**WORK TO COMPLETE:** From the entries that follow, copy each line in which "TempFilePreviews" appears.
-------------------------
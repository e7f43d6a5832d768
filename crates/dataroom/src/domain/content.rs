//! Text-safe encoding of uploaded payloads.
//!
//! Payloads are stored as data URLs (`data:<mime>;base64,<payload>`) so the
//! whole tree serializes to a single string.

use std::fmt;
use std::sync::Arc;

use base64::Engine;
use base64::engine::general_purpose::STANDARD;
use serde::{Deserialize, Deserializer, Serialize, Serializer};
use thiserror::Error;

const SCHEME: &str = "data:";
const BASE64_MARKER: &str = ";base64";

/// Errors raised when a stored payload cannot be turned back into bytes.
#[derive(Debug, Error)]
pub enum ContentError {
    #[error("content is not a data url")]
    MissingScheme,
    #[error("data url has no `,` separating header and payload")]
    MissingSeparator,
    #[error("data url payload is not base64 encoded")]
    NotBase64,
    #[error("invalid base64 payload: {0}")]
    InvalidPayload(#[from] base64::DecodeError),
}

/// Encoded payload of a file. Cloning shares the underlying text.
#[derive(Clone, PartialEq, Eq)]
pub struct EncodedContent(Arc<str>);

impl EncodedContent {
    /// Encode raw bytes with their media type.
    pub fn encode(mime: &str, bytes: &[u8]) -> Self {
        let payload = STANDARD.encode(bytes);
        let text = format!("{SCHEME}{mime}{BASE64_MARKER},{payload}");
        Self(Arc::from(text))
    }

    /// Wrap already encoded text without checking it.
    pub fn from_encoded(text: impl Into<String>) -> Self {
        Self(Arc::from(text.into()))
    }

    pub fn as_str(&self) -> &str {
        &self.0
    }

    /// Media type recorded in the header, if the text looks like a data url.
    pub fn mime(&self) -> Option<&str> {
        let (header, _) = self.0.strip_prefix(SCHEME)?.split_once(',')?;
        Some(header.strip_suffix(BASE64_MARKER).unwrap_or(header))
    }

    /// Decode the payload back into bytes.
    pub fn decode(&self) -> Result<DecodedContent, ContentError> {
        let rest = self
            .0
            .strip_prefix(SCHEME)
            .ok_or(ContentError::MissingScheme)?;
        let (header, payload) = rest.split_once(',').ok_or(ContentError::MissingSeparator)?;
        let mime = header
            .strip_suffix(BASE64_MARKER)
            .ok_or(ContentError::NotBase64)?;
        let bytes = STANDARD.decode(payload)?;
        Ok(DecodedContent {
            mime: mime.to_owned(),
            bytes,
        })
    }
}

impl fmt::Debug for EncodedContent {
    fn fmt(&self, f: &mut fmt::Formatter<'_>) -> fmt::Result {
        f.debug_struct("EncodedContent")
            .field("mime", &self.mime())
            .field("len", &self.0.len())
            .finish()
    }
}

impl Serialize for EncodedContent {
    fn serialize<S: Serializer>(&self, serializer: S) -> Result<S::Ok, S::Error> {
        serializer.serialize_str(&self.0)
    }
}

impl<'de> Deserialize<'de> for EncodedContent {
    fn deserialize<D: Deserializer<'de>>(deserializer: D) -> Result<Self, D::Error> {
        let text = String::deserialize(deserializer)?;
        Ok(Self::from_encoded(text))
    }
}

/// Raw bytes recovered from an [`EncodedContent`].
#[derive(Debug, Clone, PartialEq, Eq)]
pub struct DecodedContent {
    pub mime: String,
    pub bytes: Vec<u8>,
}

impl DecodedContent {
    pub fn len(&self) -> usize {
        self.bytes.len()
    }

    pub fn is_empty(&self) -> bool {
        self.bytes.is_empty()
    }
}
-------------------------
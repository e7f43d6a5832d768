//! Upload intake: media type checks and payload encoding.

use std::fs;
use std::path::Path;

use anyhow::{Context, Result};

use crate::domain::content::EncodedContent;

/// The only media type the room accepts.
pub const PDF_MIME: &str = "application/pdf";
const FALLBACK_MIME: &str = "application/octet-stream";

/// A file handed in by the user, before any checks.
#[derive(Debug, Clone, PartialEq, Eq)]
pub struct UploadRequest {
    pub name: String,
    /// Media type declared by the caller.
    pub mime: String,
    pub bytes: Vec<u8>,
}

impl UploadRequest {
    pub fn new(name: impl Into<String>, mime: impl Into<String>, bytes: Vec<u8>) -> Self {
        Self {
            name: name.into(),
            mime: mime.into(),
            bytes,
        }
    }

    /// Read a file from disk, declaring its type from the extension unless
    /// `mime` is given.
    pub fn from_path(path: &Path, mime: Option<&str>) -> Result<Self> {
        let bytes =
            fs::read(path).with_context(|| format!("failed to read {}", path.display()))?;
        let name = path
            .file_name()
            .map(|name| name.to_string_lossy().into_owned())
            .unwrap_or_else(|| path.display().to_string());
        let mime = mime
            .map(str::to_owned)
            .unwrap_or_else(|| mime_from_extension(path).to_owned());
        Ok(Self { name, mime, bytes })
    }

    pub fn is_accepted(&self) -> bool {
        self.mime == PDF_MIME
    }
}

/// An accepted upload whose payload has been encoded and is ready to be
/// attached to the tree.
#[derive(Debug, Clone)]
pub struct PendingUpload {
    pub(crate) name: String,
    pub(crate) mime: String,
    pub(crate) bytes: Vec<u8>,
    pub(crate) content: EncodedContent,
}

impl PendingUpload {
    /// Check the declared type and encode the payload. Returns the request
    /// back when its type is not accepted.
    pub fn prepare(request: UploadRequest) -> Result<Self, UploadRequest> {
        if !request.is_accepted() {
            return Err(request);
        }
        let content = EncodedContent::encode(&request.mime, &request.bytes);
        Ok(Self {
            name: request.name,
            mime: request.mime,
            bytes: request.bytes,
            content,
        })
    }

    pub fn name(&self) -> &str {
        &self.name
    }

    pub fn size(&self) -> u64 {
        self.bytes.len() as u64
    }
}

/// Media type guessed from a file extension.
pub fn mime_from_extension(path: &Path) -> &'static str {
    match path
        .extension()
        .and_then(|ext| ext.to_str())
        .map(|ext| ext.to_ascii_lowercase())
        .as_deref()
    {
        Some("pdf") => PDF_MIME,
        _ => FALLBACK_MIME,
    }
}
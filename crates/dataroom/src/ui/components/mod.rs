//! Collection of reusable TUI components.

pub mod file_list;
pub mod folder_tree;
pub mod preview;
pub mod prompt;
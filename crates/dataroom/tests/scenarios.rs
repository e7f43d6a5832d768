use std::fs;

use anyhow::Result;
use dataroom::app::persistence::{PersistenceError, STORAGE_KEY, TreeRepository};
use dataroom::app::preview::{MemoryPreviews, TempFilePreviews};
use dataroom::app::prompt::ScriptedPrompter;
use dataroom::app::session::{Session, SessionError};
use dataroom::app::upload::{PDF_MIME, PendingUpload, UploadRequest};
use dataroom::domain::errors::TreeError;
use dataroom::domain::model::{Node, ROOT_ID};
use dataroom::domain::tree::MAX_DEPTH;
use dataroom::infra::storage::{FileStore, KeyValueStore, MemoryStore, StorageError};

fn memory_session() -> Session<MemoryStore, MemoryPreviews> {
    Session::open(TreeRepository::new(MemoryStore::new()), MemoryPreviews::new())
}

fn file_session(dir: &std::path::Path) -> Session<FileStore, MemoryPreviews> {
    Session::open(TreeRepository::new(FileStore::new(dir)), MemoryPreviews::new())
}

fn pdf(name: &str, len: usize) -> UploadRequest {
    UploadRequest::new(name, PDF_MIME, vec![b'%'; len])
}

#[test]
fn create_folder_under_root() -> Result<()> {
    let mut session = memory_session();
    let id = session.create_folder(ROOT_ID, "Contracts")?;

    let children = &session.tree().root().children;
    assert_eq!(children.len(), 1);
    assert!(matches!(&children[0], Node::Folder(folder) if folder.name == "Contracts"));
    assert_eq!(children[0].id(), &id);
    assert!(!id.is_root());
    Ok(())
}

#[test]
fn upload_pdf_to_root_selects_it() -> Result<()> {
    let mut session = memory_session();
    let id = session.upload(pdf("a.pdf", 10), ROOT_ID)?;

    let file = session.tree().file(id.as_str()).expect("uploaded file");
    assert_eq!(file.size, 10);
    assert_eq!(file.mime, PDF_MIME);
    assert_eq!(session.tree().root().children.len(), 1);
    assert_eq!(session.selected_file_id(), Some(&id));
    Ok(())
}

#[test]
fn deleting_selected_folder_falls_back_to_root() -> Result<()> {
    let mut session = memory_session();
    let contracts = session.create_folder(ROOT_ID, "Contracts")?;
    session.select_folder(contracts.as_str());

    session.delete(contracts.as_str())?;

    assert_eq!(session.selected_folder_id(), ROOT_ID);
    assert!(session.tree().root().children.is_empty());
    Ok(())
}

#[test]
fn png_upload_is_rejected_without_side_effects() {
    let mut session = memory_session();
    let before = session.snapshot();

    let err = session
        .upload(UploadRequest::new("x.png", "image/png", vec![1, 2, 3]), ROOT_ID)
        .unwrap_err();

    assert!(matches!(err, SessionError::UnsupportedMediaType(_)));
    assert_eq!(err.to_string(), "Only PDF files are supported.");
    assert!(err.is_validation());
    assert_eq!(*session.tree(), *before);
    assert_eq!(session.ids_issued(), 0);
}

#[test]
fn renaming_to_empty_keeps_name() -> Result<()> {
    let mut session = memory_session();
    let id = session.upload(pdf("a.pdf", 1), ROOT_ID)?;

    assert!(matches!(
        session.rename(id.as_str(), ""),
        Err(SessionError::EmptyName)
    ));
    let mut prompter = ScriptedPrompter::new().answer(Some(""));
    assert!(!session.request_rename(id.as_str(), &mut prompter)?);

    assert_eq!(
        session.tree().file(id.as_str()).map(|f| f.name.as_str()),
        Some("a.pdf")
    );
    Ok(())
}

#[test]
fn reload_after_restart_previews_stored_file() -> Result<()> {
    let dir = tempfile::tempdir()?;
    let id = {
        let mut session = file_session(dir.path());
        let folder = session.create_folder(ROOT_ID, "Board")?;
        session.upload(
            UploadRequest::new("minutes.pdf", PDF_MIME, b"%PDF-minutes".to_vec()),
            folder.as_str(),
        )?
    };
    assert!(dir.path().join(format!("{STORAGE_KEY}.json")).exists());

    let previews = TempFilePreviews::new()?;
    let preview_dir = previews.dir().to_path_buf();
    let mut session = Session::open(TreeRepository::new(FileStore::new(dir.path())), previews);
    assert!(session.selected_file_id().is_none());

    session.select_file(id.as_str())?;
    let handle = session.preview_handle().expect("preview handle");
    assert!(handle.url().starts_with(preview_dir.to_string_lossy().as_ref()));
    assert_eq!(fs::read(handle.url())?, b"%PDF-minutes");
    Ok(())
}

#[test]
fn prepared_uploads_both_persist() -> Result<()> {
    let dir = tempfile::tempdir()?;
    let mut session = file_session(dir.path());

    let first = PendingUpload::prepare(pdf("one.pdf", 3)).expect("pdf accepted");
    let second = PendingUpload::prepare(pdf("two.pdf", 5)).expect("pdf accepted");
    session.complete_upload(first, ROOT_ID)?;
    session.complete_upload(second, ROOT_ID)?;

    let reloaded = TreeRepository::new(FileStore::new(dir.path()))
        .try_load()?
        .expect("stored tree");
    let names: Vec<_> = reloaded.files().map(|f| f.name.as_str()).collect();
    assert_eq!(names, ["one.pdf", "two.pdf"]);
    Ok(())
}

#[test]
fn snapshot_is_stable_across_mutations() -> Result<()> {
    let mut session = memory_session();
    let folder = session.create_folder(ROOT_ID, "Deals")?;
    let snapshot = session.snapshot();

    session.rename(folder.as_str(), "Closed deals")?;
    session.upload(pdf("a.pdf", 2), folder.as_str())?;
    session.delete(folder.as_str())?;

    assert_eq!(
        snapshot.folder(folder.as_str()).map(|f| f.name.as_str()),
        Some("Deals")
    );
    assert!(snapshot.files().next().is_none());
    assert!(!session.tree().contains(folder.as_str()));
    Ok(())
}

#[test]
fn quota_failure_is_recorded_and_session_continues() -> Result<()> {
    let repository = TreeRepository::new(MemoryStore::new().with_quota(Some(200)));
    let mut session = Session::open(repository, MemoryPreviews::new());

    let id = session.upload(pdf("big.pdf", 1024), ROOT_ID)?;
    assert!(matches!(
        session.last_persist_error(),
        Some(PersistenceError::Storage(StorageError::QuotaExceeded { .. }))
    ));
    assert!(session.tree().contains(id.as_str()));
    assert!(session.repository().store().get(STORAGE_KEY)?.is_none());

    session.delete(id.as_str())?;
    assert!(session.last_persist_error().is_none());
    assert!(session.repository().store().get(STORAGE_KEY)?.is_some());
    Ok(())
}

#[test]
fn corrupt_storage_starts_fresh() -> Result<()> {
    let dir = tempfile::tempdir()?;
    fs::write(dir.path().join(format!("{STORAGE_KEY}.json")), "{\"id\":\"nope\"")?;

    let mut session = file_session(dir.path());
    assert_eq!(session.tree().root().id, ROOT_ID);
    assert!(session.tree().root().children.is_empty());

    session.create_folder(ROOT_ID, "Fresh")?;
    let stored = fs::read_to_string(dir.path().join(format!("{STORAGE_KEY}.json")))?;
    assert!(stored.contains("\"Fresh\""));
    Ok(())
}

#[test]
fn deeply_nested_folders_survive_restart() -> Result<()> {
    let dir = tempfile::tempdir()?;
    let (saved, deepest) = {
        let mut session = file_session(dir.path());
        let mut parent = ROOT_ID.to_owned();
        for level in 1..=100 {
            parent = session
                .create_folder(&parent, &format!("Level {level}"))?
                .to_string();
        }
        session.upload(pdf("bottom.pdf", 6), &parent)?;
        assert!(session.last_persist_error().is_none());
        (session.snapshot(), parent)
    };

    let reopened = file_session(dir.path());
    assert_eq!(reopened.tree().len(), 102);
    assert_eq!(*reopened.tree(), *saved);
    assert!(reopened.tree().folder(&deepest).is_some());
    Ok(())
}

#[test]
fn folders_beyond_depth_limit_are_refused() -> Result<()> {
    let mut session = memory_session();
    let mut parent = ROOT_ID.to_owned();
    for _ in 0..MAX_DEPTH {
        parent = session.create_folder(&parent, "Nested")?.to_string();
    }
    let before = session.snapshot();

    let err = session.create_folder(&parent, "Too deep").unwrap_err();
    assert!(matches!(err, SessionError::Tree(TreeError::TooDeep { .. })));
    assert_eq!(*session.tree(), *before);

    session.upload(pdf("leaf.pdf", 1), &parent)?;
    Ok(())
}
-------------------------
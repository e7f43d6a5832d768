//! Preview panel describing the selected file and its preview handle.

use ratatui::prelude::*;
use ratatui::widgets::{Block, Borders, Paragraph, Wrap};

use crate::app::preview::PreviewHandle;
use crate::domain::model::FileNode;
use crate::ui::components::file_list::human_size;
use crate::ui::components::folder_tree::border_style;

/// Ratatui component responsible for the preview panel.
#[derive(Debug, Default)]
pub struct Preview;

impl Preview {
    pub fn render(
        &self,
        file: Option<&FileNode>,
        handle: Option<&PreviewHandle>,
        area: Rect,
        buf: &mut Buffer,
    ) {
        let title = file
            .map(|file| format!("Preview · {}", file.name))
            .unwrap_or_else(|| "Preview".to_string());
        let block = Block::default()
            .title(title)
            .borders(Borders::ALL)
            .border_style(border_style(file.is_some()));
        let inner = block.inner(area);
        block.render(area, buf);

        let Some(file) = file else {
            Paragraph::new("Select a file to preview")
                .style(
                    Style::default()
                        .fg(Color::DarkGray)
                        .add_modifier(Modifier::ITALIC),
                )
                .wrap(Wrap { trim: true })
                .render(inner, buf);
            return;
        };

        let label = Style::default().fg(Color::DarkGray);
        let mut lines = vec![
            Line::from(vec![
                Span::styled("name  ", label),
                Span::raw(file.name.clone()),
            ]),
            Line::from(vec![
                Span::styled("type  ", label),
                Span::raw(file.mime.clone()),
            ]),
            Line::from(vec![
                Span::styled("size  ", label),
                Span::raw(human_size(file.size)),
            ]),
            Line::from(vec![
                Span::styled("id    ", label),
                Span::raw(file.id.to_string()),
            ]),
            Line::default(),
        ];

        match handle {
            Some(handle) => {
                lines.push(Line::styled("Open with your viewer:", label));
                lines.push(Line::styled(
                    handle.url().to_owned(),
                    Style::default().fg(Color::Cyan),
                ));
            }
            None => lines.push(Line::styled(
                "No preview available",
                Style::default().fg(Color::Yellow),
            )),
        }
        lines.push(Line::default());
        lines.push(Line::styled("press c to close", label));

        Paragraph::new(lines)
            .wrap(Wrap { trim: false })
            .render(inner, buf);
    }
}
-------------------------
**EXERCISE RESULT:**
use dataroom::app::preview::{MemoryPreviews, TempFilePreviews};
    let previews = TempFilePreviews::new()?;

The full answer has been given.